Records for this task |
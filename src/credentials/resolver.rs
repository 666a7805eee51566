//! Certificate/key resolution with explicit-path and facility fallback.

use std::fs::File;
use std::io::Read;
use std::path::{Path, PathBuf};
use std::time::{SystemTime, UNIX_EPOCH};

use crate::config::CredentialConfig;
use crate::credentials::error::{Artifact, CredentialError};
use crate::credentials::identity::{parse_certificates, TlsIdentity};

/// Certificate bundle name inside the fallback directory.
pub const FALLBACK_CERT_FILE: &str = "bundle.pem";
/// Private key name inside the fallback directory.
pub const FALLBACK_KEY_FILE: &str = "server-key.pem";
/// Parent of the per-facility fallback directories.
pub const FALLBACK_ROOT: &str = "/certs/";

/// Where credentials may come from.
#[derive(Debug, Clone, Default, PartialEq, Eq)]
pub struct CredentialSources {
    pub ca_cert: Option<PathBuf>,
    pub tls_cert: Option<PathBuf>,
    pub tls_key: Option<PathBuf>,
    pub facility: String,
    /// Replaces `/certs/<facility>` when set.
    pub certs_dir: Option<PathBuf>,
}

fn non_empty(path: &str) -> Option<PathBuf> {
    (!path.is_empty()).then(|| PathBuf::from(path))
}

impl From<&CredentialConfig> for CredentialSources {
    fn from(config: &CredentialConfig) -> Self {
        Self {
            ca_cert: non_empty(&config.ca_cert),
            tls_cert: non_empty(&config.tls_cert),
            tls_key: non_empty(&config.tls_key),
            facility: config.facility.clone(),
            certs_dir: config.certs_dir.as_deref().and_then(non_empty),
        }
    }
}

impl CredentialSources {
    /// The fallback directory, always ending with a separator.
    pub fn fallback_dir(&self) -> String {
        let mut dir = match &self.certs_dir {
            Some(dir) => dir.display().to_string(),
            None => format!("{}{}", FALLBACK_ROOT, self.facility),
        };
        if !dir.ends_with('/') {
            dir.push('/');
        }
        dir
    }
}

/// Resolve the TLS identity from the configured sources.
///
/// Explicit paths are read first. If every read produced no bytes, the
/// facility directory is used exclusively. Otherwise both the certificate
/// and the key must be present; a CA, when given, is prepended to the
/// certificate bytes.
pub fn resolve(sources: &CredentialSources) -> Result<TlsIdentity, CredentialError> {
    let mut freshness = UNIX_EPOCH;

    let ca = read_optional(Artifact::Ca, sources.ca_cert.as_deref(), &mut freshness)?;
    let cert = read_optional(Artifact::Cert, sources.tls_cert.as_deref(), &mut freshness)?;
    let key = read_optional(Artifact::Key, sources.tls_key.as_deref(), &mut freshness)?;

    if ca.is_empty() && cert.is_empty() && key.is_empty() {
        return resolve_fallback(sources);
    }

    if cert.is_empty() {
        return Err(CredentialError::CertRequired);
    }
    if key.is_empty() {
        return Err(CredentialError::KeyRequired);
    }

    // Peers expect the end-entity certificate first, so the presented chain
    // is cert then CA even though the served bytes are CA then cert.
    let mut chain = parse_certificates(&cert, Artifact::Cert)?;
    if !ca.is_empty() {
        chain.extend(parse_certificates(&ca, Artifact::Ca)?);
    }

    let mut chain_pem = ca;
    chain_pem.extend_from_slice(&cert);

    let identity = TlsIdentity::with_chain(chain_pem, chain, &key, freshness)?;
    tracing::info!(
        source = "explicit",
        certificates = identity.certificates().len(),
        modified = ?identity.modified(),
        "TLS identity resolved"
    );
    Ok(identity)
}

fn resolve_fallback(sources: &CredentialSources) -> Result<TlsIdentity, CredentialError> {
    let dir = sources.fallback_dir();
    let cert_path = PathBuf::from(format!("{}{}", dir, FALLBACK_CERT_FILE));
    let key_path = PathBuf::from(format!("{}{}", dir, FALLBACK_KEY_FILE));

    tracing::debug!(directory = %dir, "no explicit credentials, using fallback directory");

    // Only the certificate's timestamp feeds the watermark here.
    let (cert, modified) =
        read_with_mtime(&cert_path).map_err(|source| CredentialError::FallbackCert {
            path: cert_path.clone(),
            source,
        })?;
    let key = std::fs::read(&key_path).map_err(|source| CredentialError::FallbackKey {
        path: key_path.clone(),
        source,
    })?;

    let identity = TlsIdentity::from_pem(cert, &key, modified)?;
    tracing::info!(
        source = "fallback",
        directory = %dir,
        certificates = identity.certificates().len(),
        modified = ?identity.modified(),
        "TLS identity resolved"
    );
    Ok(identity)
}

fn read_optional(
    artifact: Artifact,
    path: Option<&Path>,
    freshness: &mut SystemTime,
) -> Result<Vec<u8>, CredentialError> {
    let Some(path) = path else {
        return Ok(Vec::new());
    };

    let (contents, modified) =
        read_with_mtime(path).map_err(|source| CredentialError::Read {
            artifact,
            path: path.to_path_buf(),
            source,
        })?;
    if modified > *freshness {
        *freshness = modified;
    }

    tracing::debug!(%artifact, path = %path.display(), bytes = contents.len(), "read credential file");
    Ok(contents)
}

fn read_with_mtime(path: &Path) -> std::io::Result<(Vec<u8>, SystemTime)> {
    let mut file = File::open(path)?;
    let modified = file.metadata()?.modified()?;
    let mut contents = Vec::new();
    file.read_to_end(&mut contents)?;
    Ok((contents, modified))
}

Instructions for the task |
Among the entries above, identify all lines with "SystemTime" and copy them.

Output for this exercise |
use std::time::{SystemTime, UNIX_EPOCH};
    freshness: &mut SystemTime,
fn read_with_mtime(path: &Path) -> std::io::Result<(Vec<u8>, SystemTime)> {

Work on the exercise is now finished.